Das scheint bei den anderen Fraktionen ähnlich zu sein. Die Bundestagspressestelle, die für Schäuble also den Schirmherrn des Ganzen spricht, verwies auf die Fraktionen. Doch die Frage, was mit den Empfehlungen nun konkret passiert, bleib auch bei der CDU/CSU-Fraktion unbeantwortet.
Ein Sprecher von Mehr Demokratie e.V., Thorsten Sterk, bringt gegenüber Telepolis die Tatsache, dass sich der Bundestag nach Jahrzehnten der Verweigerung nun endlich mit dem Thema eines Lobbyregisters befasst, mit einer entsprechenden Forderung des Bürgerrats Demokratie in Verbindung. Er schrieb: "Auch in Sachen Lobbyregister ist im Bundestag etwas in Arbeit."
Sterk weiter: "Wenn der Bundestag Bürgerräte als ständiges Demokratie-Instrument auf Bundesebene implementiert, dürfte es zudem mit der Stabsstelle Bürgerbeteiligung auf Bundesebene etwas werden. Bürgerrat-Empfehlungen werden insbesondere immer dann umgesetzt, wenn es eine direkte Anbindung an Parlamente und Regierungen gibt, d.h., wenn die Bürgerräte von diesen thematisch beauftragt worden sind."
Inzwischen haben sich etliche der Teilnehmer zu Stammtischen zusammengefunden, an denen sie weitere Aktivitäten planen. Viele wollen sich nun politisch engagieren, vor allem auch in der Kommunalpolitik.

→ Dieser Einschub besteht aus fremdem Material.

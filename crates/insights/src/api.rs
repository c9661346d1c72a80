//! HTTP API: facade routes, health checks and Prometheus metrics

use axum::{
    extract::{Path, Query, State},
    http::StatusCode,
    response::{IntoResponse, Response},
    routing::{get, post},
    Json, Router,
};
use insights_lib::{
    health::{components, ComponentStatus, HealthRegistry},
    models::FeatureMap,
    predictor::{ForecastScheduler, PredictionOutcome, PredictionService},
    seo::{KeywordResearch, SeoError, SeoOptimizationRequest, SeoOptimizationService},
    storage::PageRequest,
};
use prometheus::{Encoder, TextEncoder};
use serde::{Deserialize, Serialize};
use std::sync::Arc;
use tracing::{error, info};

/// Shared application state
#[derive(Clone)]
pub struct AppState {
    pub health_registry: HealthRegistry,
    pub predictions: PredictionService,
    pub seo: SeoOptimizationService,
    pub scheduler: Option<Arc<ForecastScheduler>>,
}

impl AppState {
    pub fn new(
        health_registry: HealthRegistry,
        predictions: PredictionService,
        seo: SeoOptimizationService,
    ) -> Self {
        Self {
            health_registry,
            predictions,
            seo,
            scheduler: None,
        }
    }

    pub fn with_scheduler(mut self, scheduler: Arc<ForecastScheduler>) -> Self {
        self.scheduler = Some(scheduler);
        self
    }
}

#[derive(Debug, Serialize)]
struct ErrorBody {
    kind: &'static str,
    error: String,
}

/// `SeoError` as an HTTP response
pub struct ApiError(SeoError);

impl From<SeoError> for ApiError {
    fn from(e: SeoError) -> Self {
        Self(e)
    }
}

impl IntoResponse for ApiError {
    fn into_response(self) -> Response {
        let status = match &self.0 {
            SeoError::InvalidRequest(_) => StatusCode::BAD_REQUEST,
            SeoError::NotFound(_) => StatusCode::NOT_FOUND,
            SeoError::LocalSeo(_) => StatusCode::UNPROCESSABLE_ENTITY,
            SeoError::Optimization(_)
            | SeoError::KeywordResearch(_)
            | SeoError::CompetitorAnalysis(_)
            | SeoError::TechnicalAudit(_) => StatusCode::BAD_GATEWAY,
            SeoError::Storage(_) => StatusCode::INTERNAL_SERVER_ERROR,
        };
        let body = ErrorBody {
            kind: self.0.kind(),
            error: self.0.to_string(),
        };
        (status, Json(body)).into_response()
    }
}

type ApiResult<T> = Result<Json<T>, ApiError>;

/// Health check response - returns 200 if healthy, 503 if unhealthy
async fn healthz(State(state): State<Arc<AppState>>) -> impl IntoResponse {
    let health = state.health_registry.health().await;

    let status_code = match health.status {
        ComponentStatus::Healthy | ComponentStatus::Degraded => StatusCode::OK,
        ComponentStatus::Unhealthy => StatusCode::SERVICE_UNAVAILABLE,
    };

    (status_code, Json(health))
}

/// Readiness check response - returns 200 if ready, 503 if not ready
async fn readyz(State(state): State<Arc<AppState>>) -> impl IntoResponse {
    let readiness = state.health_registry.readiness().await;

    let status_code = if readiness.ready {
        StatusCode::OK
    } else {
        StatusCode::SERVICE_UNAVAILABLE
    };

    (status_code, Json(readiness))
}

/// Prometheus metrics endpoint
async fn metrics() -> Response {
    let encoder = TextEncoder::new();
    let metric_families = prometheus::gather();
    let mut buffer = Vec::new();

    if let Err(e) = encoder.encode(&metric_families, &mut buffer) {
        error!(error = %e, "Failed to encode metrics");
        return StatusCode::INTERNAL_SERVER_ERROR.into_response();
    }

    (
        StatusCode::OK,
        [("content-type", "text/plain; charset=utf-8")],
        buffer,
    )
        .into_response()
}

// Prediction routes

#[derive(Debug, Deserialize)]
#[serde(rename_all = "camelCase")]
pub struct ResourceUsageBody {
    pub resource_type: String,
    pub period: String,
    #[serde(default)]
    pub features: FeatureMap,
}

#[derive(Debug, Deserialize)]
#[serde(rename_all = "camelCase")]
pub struct ServiceWindowBody {
    pub service: String,
    #[serde(alias = "targetDate")]
    pub period: String,
    #[serde(default)]
    pub features: FeatureMap,
}

#[derive(Debug, Deserialize)]
#[serde(rename_all = "camelCase")]
pub struct CapacityBody {
    pub resource_type: String,
    pub target_date: String,
    #[serde(default)]
    pub features: FeatureMap,
}

#[derive(Debug, Deserialize)]
pub struct AnomalyBody {
    pub metric: String,
    pub values: Vec<f64>,
    #[serde(default)]
    pub context: FeatureMap,
}

#[derive(Debug, Deserialize)]
pub struct RecommendationBody {
    pub category: String,
    #[serde(default)]
    pub context: FeatureMap,
}

/// Record backend health from a prediction outcome
async fn observed<T>(state: &AppState, outcome: PredictionOutcome<T>) -> Json<PredictionOutcome<T>> {
    match outcome.error_message() {
        None => state.health_registry.set_healthy(components::PREDICTION_BACKEND).await,
        Some(message) => {
            state
                .health_registry
                .set_degraded(components::PREDICTION_BACKEND, message)
                .await
        }
    }
    Json(outcome)
}

async fn resource_usage(
    State(state): State<Arc<AppState>>,
    Json(body): Json<ResourceUsageBody>,
) -> impl IntoResponse {
    let outcome = state
        .predictions
        .predict_resource_usage(&body.resource_type, &body.period, body.features)
        .await;
    observed(&state, outcome).await
}

async fn traffic(
    State(state): State<Arc<AppState>>,
    Json(body): Json<ServiceWindowBody>,
) -> impl IntoResponse {
    let outcome = state
        .predictions
        .predict_traffic(&body.service, &body.period, body.features)
        .await;
    observed(&state, outcome).await
}

async fn anomalies(
    State(state): State<Arc<AppState>>,
    Json(body): Json<AnomalyBody>,
) -> impl IntoResponse {
    let outcome = state
        .predictions
        .detect_anomalies(&body.metric, body.values, body.context)
        .await;
    observed(&state, outcome).await
}

async fn recommendations(
    State(state): State<Arc<AppState>>,
    Json(body): Json<RecommendationBody>,
) -> impl IntoResponse {
    let outcome = state
        .predictions
        .get_recommendations(&body.category, body.context)
        .await;
    observed(&state, outcome).await
}

async fn sla(
    State(state): State<Arc<AppState>>,
    Json(body): Json<ServiceWindowBody>,
) -> impl IntoResponse {
    let outcome = state
        .predictions
        .predict_sla(&body.service, &body.period, body.features)
        .await;
    observed(&state, outcome).await
}

async fn capacity(
    State(state): State<Arc<AppState>>,
    Json(body): Json<CapacityBody>,
) -> impl IntoResponse {
    let outcome = state
        .predictions
        .predict_capacity(&body.resource_type, &body.target_date, body.features)
        .await;
    observed(&state, outcome).await
}

async fn cost(
    State(state): State<Arc<AppState>>,
    Json(body): Json<ServiceWindowBody>,
) -> impl IntoResponse {
    let outcome = state
        .predictions
        .predict_cost_optimization(&body.service, &body.period, body.features)
        .await;
    observed(&state, outcome).await
}

/// Trigger one forecast firing; 409 while one is in progress
async fn run_forecast(State(state): State<Arc<AppState>>) -> Response {
    let Some(scheduler) = &state.scheduler else {
        return (
            StatusCode::SERVICE_UNAVAILABLE,
            Json(ErrorBody {
                kind: "FORECAST_DISABLED",
                error: "Forecast job is disabled".to_string(),
            }),
        )
            .into_response();
    };

    match scheduler.run_once().await {
        Some(report) => Json(report).into_response(),
        None => (
            StatusCode::CONFLICT,
            Json(ErrorBody {
                kind: "FORECAST_RUNNING",
                error: "Forecast run already in progress".to_string(),
            }),
        )
            .into_response(),
    }
}

// SEO routes

/// Mark the repository from storage outcomes
async fn track_repository<T>(state: &AppState, result: &Result<T, SeoError>) {
    match result {
        Err(SeoError::Storage(e)) => {
            state
                .health_registry
                .set_unhealthy(components::REPOSITORY, e.to_string())
                .await
        }
        Ok(_) => state.health_registry.set_healthy(components::REPOSITORY).await,
        Err(_) => {}
    }
}

async fn optimize(
    State(state): State<Arc<AppState>>,
    Json(request): Json<SeoOptimizationRequest>,
) -> ApiResult<insights_lib::seo::SeoOptimizationResponse> {
    let result = state.seo.optimize(request).await;
    track_repository(&state, &result).await;
    // Only the generation stage talks to the chat backend
    let chat_involved = match &result {
        Ok(_) => true,
        Err(e) => e.is_generation_failure(),
    };
    if chat_involved {
        state
            .health_registry
            .record(components::CHAT_BACKEND, &result)
            .await;
    }
    Ok(Json(result?))
}

async fn research_keywords(
    State(state): State<Arc<AppState>>,
    Json(request): Json<SeoOptimizationRequest>,
) -> ApiResult<KeywordResearch> {
    Ok(Json(state.seo.research_keywords(&request).await?))
}

#[derive(Debug, Deserialize)]
pub struct CompetitorBody {
    pub request: SeoOptimizationRequest,
    pub keywords: KeywordResearch,
}

async fn analyze_competitors(
    State(state): State<Arc<AppState>>,
    Json(body): Json<CompetitorBody>,
) -> ApiResult<insights_lib::seo::CompetitorAnalysis> {
    Ok(Json(
        state
            .seo
            .analyze_competitors(&body.request, &body.keywords)
            .await?,
    ))
}

#[derive(Debug, Deserialize)]
pub struct LocalSeoBody {
    pub property_id: String,
    pub location: String,
}

async fn local_seo(
    State(state): State<Arc<AppState>>,
    Json(body): Json<LocalSeoBody>,
) -> ApiResult<insights_lib::seo::LocalSeoReport> {
    Ok(Json(
        state
            .seo
            .optimize_local_seo(&body.property_id, &body.location)
            .await?,
    ))
}

async fn score_content(
    State(state): State<Arc<AppState>>,
    Json(request): Json<SeoOptimizationRequest>,
) -> ApiResult<insights_lib::seo::ContentScoreReport> {
    Ok(Json(state.seo.score_content(&request).await?))
}

async fn get_optimization(
    State(state): State<Arc<AppState>>,
    Path(id): Path<i64>,
) -> ApiResult<insights_lib::storage::SeoOptimization> {
    let result = state.seo.get_optimization(id).await;
    track_repository(&state, &result).await;
    Ok(Json(result?))
}

async fn technical_audit(
    State(state): State<Arc<AppState>>,
    Path(id): Path<i64>,
) -> ApiResult<insights_lib::seo::TechnicalAuditReport> {
    Ok(Json(state.seo.technical_audit(id).await?))
}

#[derive(Debug, Deserialize)]
pub struct HistoryQuery {
    #[serde(default)]
    pub page: usize,
    #[serde(default = "default_page_size")]
    pub size: usize,
}

fn default_page_size() -> usize {
    PageRequest::default().size
}

async fn optimization_history(
    State(state): State<Arc<AppState>>,
    Path(property_id): Path<String>,
    Query(query): Query<HistoryQuery>,
) -> ApiResult<insights_lib::storage::Page<insights_lib::storage::SeoOptimization>> {
    let result = state
        .seo
        .optimization_history(&property_id, PageRequest::new(query.page, query.size))
        .await;
    track_repository(&state, &result).await;
    Ok(Json(result?))
}

/// Create the API router
pub fn create_router(state: Arc<AppState>) -> Router {
    Router::new()
        .route("/healthz", get(healthz))
        .route("/readyz", get(readyz))
        .route("/metrics", get(metrics))
        .route("/api/v1/predictions/resource-usage", post(resource_usage))
        .route("/api/v1/predictions/traffic", post(traffic))
        .route("/api/v1/predictions/anomalies", post(anomalies))
        .route("/api/v1/predictions/recommendations", post(recommendations))
        .route("/api/v1/predictions/sla", post(sla))
        .route("/api/v1/predictions/capacity", post(capacity))
        .route("/api/v1/predictions/cost", post(cost))
        .route("/api/v1/forecasts/run", post(run_forecast))
        .route("/api/v1/seo/optimize", post(optimize))
        .route("/api/v1/seo/keywords", post(research_keywords))
        .route("/api/v1/seo/competitors", post(analyze_competitors))
        .route("/api/v1/seo/local", post(local_seo))
        .route("/api/v1/seo/score", post(score_content))
        .route("/api/v1/seo/optimizations/:id", get(get_optimization))
        .route("/api/v1/seo/optimizations/:id/audit", get(technical_audit))
        .route(
            "/api/v1/seo/properties/:property_id/history",
            get(optimization_history),
        )
        .with_state(state)
}

/// Start the API server
pub async fn serve(
    port: u16,
    state: Arc<AppState>,
    mut shutdown: tokio::sync::broadcast::Receiver<()>,
) -> anyhow::Result<()> {
    let app = create_router(state);

    let addr = format!("0.0.0.0:{}", port);
    info!(addr = %addr, "Starting API server");

    let listener = tokio::net::TcpListener::bind(&addr).await?;
    axum::serve(listener, app)
        .with_graceful_shutdown(async move {
            let _ = shutdown.recv().await;
        })
        .await?;

    Ok(())
}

Sollten sie jedoch erfahren, dass der Bundestag sich nicht einmal offiziell mit ihren Vorschlägen befasst, dürften sich Frustration und Enttäuschung einstellen. Das sieht auch Professor Stefan Wurster von der Hochschule für Politik München so. Er warnt, dass ein ausgeloster Bürgerrat auch "zu Riesenfrust führen kann, und zwar dann, wenn sich trotz Bürgerbeteiligung nichts ändert und der Eindruck entsteht, der Rat und damit die Bürger*innen würden nur zum Schein befragt".